(Records excerpted from a collection)
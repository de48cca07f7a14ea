//! Transport for calls to the upstream events API
mod client;
mod retry;

pub use client::HttpTransport;
pub use retry::RetryPolicy;

use anyhow::Result;
use async_trait::async_trait;
use reqwest::StatusCode;

/// Raw status and body of an upstream reply.
#[derive(Debug, Clone, PartialEq)]
pub struct UpstreamResponse {
    pub status: StatusCode,
    pub body: String,
}

impl UpstreamResponse {
    pub fn new(status: StatusCode, body: impl Into<String>) -> Self {
        Self {
            status,
            body: body.into(),
        }
    }
}

/// Issues GET requests against the upstream API.
///
/// `path` is relative to the configured base URL and may carry a
/// query string. An `Err` means no status was received at all.
#[async_trait]
pub trait EventsTransport: Send + Sync {
    async fn get(&self, path: &str) -> Result<UpstreamResponse>;
}

pub type SharedTransport = std::sync::Arc<dyn EventsTransport + 'static>;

[Work task] Gather each line from the entries above that includes the word "path".

[Response for this exercise]
/// `path` is relative to the configured base URL and may carry a
    async fn get(&self, path: &str) -> Result<UpstreamResponse>;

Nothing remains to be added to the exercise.